#### Assigned task
Among the lines of the material, copy those that hold the string "ebcdic".

##########

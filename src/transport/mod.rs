//! Ready-made stream endpoints
//!
//! - [`memory`] - readables over iterators and sinks that collect into memory
//! - [`fs`] - file, stdin/stdout and generic `Read`/`Write` streams
//! - [`zlib`] - gzip, zlib and raw deflate compression transforms

pub mod fs;
pub mod memory;
pub mod zlib;

pub use fs::{WriteMode, create_read_stream, create_write_stream};
pub use memory::{Collected, collect, from_iter};
pub use zlib::{ZlibError, ZlibMode, zlib_stream};
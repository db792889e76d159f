//! Runtime primitives shared by every stream
//!
//! - [`EventLoop`]: the single-threaded cooperative task queue
//! - [`Emitter`]: per-notification listener registries

mod event_loop;
mod events;

pub use event_loop::{EventLoop, TimerId};
pub use events::{Emitter, ListenerId};

use crate::error::StreamError;
use thiserror::Error;

/// Errors that can occur while driving the event loop
#[derive(Error, Debug)]
pub enum RuntimeError {
    #[error("Unhandled stream error: {0}")]
    UnhandledError(StreamError),

    #[error("Event loop is already running")]
    Reentrant,
}

/// Result type for runtime operations
pub type RuntimeResult<T> = Result<T, RuntimeError>;
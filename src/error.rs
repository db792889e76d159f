//! Stream error types

use crate::encoding::EncodingError;
use std::error::Error as StdError;
use std::sync::Arc;
use thiserror::Error;

/// Boxed error returned by user-supplied stream callbacks
pub type BoxError = Box<dyn StdError + Send + Sync>;

/// Shared, cloneable error cause.
///
/// A stream error is delivered to every `error` listener, to `finished`
/// callbacks and to a pipeline's completion callback, so the cause is shared.
pub type SharedError = Arc<dyn StdError + Send + Sync>;

/// Misuse of a stream that is reported synchronously to the caller
#[derive(Error, Debug, Clone, Copy, PartialEq, Eq)]
pub enum ProtocolViolation {
    #[error("write after end")]
    WriteAfterEnd,

    #[error("stream.push() after EOF")]
    PushAfterEnd,

    #[error("stream.unshift() after end event")]
    UnshiftAfterEnd,

    #[error("cannot call {0} after a stream was destroyed")]
    Destroyed(&'static str),
}

/// Errors that can occur on a stream
#[derive(Error, Debug, Clone)]
pub enum StreamError {
    #[error("Production error: {0}")]
    Production(#[source] SharedError),

    #[error("Consumption error: {0}")]
    Consumption(#[source] SharedError),

    #[error(transparent)]
    Protocol(#[from] ProtocolViolation),

    #[error("Pipeline stage {stage} failed: {source}")]
    Pipeline {
        stage: usize,
        #[source]
        source: Box<StreamError>,
    },

    #[error("Premature close")]
    PrematureClose,

    #[error("IO error: {0}")]
    Io(#[source] SharedError),

    #[error(transparent)]
    Encoding(#[from] EncodingError),

    #[error("The operation was aborted")]
    Aborted,
}

/// Coarse classification of a [`StreamError`]
#[derive(Debug, Clone, Copy, PartialEq, Eq)]
pub enum ErrorKind {
    Production,
    Consumption,
    Protocol,
    Pipeline,
    PrematureClose,
    Io,
    Encoding,
    Aborted,
}

impl StreamError {
    /// Wrap a failure raised by a production, transform or finalization callback.
    ///
    /// `std::io::Error` causes are reported as [`StreamError::Io`].
    pub fn production(err: impl Into<BoxError>) -> Self {
        Self::classify(err.into(), StreamError::Production)
    }

    /// Wrap a failure raised by a consumption callback
    pub fn consumption(err: impl Into<BoxError>) -> Self {
        Self::classify(err.into(), StreamError::Consumption)
    }

    fn classify(err: BoxError, wrap: fn(SharedError) -> StreamError) -> Self {
        match err.downcast::<std::io::Error>() {
            Ok(io) => StreamError::Io(Arc::new(*io)),
            Err(other) => wrap(Arc::from(other)),
        }
    }

    pub fn kind(&self) -> ErrorKind {
        match self {
            StreamError::Production(_) => ErrorKind::Production,
            StreamError::Consumption(_) => ErrorKind::Consumption,
            StreamError::Protocol(_) => ErrorKind::Protocol,
            StreamError::Pipeline { .. } => ErrorKind::Pipeline,
            StreamError::PrematureClose => ErrorKind::PrematureClose,
            StreamError::Io(_) => ErrorKind::Io,
            StreamError::Encoding(_) => ErrorKind::Encoding,
            StreamError::Aborted => ErrorKind::Aborted,
        }
    }

    /// The error a pipeline failure originated from
    pub fn root(&self) -> &StreamError {
        match self {
            StreamError::Pipeline { source, .. } => source.root(),
            other => other,
        }
    }
}

impl From<std::io::Error> for StreamError {
    fn from(err: std::io::Error) -> Self {
        StreamError::Io(Arc::new(err))
    }
}

/// Result type for stream operations
pub type StreamResult<T> = Result<T, StreamError>;

#[cfg(test)]
mod tests {
    use super::*;

    #[test]
    fn test_kind_and_display() {
        let err = StreamError::consumption("disk full");
        assert_eq!(err.kind(), ErrorKind::Consumption);
        assert_eq!(err.to_string(), "Consumption error: disk full");
        assert!(err.source().is_some());

        let err: StreamError = ProtocolViolation::WriteAfterEnd.into();
        assert_eq!(err.kind(), ErrorKind::Protocol);
        assert_eq!(err.to_string(), "write after end");
    }

    #[test]
    fn test_pipeline_root() {
        let inner = StreamError::production("bad chunk");
        let err = StreamError::Pipeline {
            stage: 1,
            source: Box::new(inner),
        };
        assert_eq!(err.kind(), ErrorKind::Pipeline);
        assert_eq!(err.root().kind(), ErrorKind::Production);
        assert_eq!(err.to_string(), "Pipeline stage 1 failed: Production error: bad chunk");
    }

    #[test]
    fn test_io_and_encoding_conversions() {
        let err: StreamError = std::io::Error::other("pipe closed").into();
        assert_eq!(err.kind(), ErrorKind::Io);
        let err = StreamError::consumption(std::io::Error::other("disk full"));
        assert_eq!(err.kind(), ErrorKind::Io);

        let err: StreamError = EncodingError::Unknown("ebcdic".into()).into();
        assert_eq!(err.kind(), ErrorKind::Encoding);
        assert_eq!(err.to_string(), "Unknown encoding: ebcdic");
    }
}
//! Core types for the Recommendation Engine

use serde::{Deserialize, Serialize};
use std::fmt;

/// Identifies a recommendation rule
#[derive(Debug, Clone, Copy, PartialEq, Eq, Hash, Serialize, Deserialize)]
#[serde(rename_all = "snake_case")]
pub enum RuleId {
    /// Completion-rate band (exactly one branch fires)
    CompletionRate,
    /// Recurring title keywords
    KeywordPattern,
    /// Morning/afternoon/evening framing
    TimeOfDay,
    /// Pending backlog size
    Backlog,
}

impl RuleId {
    pub fn as_str(&self) -> &'static str {
        match self {
            RuleId::CompletionRate => "completion_rate",
            RuleId::KeywordPattern => "keyword_pattern",
            RuleId::TimeOfDay => "time_of_day",
            RuleId::Backlog => "backlog",
        }
    }
}

impl fmt::Display for RuleId {
    fn fmt(&self, f: &mut fmt::Formatter<'_>) -> fmt::Result {
        write!(f, "{}", self.as_str())
    }
}

/// Aggregate completion statistics over one todo snapshot
#[derive(Debug, Clone, Copy, Default, PartialEq, Eq, Serialize, Deserialize)]
#[serde(rename_all = "camelCase")]
pub struct ReportStats {
    pub total_todos: usize,
    pub completed_todos: usize,
    pub pending_todos: usize,
    /// Rounded percentage in 0..=100; 0 when there are no todos
    pub completion_rate: u8,
}

/// Output of one recommendation run
///
/// Fully determined by the input snapshot and the hour the run was made;
/// two runs over the same snapshot within the same hour band are
/// field-for-field equal.
#[derive(Debug, Clone, Default, PartialEq, Serialize, Deserialize)]
pub struct Report {
    /// Observations about the current list, in rule order
    pub insights: Vec<String>,
    /// Actionable next steps, in rule order
    pub suggestions: Vec<String>,
    pub stats: ReportStats,
}
//! Aggregate statistics over a todo snapshot

use super::types::ReportStats;
use crate::models::Todo;

/// Compute completion statistics for a snapshot
///
/// Total function: empty input yields all zeros.
pub fn compute_stats(todos: &[Todo]) -> ReportStats {
    let total = todos.len();
    let completed = todos.iter().filter(|t| t.completed).count();
    let pending = total - completed;

    let completion_rate = if total > 0 {
        (completed as f64 * 100.0 / total as f64).round() as u8
    } else {
        0
    };

    ReportStats {
        total_todos: total,
        completed_todos: completed,
        pending_todos: pending,
        completion_rate,
    }
}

##########

#### Answer below
        let err: StreamError = EncodingError::Unknown("ebcdic".into()).into();
        assert_eq!(err.to_string(), "Unknown encoding: ebcdic");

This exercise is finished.